◆ Assignment: Would you please copy each line of the listing that mentions "HumanDuration"?

◆ The data:
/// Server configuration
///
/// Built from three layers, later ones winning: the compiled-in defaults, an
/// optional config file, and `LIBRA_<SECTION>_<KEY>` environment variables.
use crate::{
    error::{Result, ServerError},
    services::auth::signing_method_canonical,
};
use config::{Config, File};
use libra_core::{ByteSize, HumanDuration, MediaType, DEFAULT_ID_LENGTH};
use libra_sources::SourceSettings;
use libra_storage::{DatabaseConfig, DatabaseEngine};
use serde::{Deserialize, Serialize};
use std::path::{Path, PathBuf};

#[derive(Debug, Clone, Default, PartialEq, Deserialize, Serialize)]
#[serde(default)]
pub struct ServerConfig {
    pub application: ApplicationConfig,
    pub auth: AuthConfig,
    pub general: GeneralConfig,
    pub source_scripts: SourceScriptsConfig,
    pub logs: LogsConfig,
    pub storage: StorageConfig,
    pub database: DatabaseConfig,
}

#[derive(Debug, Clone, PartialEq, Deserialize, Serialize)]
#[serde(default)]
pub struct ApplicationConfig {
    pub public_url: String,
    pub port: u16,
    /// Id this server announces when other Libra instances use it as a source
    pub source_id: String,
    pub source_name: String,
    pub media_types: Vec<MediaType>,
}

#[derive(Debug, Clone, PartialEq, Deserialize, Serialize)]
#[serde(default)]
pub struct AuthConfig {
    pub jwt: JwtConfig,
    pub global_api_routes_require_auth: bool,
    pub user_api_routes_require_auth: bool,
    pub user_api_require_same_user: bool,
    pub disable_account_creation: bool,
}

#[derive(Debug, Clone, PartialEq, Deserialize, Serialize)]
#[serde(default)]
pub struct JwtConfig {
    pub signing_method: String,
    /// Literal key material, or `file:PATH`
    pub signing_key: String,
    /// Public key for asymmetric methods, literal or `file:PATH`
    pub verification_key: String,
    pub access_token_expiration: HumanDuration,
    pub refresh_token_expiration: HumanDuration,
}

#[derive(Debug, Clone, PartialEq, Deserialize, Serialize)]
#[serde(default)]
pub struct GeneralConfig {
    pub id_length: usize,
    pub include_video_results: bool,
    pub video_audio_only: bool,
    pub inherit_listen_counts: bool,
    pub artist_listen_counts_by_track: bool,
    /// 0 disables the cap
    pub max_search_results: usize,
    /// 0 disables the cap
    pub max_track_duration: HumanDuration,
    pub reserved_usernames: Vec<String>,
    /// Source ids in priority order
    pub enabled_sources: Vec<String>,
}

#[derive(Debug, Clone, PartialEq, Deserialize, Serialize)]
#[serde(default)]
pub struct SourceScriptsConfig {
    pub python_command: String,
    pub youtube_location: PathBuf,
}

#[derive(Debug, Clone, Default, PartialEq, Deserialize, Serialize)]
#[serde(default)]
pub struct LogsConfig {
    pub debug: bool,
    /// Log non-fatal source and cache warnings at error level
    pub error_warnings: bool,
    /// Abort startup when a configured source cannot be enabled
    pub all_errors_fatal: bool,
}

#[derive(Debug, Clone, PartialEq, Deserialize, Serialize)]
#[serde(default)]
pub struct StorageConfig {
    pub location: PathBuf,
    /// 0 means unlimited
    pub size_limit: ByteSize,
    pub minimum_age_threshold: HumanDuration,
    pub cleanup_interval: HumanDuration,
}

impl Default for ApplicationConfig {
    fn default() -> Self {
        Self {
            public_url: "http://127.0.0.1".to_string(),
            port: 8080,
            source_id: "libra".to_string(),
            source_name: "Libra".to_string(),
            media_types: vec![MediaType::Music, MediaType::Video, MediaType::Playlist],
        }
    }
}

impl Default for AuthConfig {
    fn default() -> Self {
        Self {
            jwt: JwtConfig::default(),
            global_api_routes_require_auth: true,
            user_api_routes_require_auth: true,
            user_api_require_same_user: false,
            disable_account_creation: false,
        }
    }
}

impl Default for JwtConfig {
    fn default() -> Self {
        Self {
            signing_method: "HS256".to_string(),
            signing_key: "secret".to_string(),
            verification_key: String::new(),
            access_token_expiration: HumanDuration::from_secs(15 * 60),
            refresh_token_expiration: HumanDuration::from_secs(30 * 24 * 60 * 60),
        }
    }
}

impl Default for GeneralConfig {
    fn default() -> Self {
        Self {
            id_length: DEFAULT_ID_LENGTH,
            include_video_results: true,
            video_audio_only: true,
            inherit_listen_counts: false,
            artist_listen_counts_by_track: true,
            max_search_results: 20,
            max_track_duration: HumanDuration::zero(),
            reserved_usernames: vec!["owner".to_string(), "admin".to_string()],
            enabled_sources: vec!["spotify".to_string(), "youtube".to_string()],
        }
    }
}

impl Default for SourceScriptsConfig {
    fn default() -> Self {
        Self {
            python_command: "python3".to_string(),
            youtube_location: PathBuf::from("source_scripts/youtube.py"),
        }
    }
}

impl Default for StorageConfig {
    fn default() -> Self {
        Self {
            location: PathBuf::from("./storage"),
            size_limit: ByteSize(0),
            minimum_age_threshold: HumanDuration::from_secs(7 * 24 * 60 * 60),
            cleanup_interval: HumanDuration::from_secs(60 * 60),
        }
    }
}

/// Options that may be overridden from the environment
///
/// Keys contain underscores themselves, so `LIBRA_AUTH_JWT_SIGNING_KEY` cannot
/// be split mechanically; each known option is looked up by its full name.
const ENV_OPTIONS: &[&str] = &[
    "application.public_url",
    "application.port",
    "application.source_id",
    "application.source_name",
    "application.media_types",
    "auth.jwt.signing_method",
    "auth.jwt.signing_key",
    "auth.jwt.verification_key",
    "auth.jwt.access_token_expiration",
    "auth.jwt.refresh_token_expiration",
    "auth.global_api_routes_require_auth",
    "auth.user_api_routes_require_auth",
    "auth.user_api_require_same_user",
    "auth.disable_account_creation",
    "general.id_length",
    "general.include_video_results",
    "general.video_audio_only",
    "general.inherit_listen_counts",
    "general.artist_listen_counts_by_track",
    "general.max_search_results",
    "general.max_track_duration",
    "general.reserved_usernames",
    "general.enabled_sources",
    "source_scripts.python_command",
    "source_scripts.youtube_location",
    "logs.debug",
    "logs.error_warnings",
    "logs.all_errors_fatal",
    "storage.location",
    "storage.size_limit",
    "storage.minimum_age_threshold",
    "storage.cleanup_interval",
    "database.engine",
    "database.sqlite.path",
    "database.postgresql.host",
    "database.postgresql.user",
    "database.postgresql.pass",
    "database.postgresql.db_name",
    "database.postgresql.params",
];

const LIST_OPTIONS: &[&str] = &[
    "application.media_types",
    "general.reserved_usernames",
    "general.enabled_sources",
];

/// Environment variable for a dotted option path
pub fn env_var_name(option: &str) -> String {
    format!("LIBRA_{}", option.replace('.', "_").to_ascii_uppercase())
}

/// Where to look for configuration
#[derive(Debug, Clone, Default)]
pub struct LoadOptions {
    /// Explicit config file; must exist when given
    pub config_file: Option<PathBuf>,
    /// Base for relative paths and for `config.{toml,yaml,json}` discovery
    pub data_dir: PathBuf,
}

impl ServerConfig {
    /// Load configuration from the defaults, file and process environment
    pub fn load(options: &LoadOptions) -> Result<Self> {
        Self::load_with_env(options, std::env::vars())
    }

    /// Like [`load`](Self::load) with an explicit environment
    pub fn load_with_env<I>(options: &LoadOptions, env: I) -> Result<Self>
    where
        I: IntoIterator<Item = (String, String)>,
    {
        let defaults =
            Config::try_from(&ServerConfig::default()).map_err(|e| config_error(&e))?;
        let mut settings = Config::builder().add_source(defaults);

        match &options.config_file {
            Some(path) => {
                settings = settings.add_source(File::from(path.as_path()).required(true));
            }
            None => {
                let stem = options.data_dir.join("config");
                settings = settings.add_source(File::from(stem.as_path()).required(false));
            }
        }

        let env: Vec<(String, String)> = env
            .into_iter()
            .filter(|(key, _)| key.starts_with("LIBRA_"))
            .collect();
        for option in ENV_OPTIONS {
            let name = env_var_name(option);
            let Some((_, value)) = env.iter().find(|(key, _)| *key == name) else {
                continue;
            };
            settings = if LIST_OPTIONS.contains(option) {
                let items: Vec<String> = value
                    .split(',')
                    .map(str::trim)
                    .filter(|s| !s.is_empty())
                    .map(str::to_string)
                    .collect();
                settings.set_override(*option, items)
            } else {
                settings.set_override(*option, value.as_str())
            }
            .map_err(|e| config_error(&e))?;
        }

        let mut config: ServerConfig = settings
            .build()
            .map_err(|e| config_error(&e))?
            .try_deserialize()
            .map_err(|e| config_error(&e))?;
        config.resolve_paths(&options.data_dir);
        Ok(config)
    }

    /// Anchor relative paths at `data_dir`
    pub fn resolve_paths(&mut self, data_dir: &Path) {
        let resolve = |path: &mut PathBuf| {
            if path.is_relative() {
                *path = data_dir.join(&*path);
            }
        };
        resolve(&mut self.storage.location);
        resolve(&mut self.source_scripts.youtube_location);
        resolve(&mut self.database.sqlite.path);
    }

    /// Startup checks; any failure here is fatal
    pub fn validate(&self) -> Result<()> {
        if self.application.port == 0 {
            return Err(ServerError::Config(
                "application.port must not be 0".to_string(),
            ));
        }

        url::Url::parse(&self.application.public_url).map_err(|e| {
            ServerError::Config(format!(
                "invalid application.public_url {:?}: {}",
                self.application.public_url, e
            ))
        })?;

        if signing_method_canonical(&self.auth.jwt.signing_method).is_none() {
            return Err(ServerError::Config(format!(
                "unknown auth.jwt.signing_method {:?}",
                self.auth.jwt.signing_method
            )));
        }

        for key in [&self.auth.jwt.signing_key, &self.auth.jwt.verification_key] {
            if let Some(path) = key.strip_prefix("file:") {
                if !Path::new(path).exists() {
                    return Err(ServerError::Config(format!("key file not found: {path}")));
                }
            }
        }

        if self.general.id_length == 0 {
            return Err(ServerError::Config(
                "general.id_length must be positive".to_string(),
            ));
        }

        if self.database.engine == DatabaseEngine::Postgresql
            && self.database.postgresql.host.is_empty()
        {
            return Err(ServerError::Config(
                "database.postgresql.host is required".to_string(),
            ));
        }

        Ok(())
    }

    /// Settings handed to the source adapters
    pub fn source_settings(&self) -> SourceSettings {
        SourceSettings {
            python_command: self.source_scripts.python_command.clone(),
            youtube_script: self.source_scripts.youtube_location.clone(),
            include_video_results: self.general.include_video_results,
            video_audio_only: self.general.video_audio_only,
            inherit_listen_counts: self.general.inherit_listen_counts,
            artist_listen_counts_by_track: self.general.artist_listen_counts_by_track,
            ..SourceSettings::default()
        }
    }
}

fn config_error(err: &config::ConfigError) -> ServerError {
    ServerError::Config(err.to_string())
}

◆ Exercise answer:
use libra_core::{ByteSize, HumanDuration, MediaType, DEFAULT_ID_LENGTH};
    pub access_token_expiration: HumanDuration,
    pub refresh_token_expiration: HumanDuration,
    pub max_track_duration: HumanDuration,
    pub minimum_age_threshold: HumanDuration,
    pub cleanup_interval: HumanDuration,
            access_token_expiration: HumanDuration::from_secs(15 * 60),
            refresh_token_expiration: HumanDuration::from_secs(30 * 24 * 60 * 60),
            max_track_duration: HumanDuration::zero(),
            minimum_age_threshold: HumanDuration::from_secs(7 * 24 * 60 * 60),
            cleanup_interval: HumanDuration::from_secs(60 * 60),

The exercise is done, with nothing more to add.